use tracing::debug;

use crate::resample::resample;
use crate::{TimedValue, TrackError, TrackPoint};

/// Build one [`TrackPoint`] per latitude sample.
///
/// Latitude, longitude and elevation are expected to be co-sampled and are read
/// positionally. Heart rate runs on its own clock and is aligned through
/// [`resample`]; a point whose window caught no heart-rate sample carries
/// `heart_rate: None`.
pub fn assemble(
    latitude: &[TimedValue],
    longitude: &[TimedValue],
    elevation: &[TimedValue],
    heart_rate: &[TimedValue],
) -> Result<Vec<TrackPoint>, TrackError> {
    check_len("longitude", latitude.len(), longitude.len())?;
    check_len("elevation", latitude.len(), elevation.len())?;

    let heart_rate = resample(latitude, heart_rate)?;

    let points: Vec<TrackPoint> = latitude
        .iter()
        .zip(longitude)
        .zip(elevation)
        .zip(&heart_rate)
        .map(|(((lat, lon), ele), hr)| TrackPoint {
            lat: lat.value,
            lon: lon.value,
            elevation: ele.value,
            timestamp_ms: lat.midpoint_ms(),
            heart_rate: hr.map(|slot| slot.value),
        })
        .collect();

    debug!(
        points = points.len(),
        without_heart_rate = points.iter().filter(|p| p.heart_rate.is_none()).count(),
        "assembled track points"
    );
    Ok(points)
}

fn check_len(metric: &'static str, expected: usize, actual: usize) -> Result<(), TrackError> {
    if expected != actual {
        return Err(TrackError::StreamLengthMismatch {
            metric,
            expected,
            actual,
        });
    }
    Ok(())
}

----

#### What the task requires
Find the lines in the records that contain the word "iter", then copy every one of them.

#### Answer to the exercise
        .iter()
        without_heart_rate = points.iter().filter(|p| p.heart_rate.is_none()).count(),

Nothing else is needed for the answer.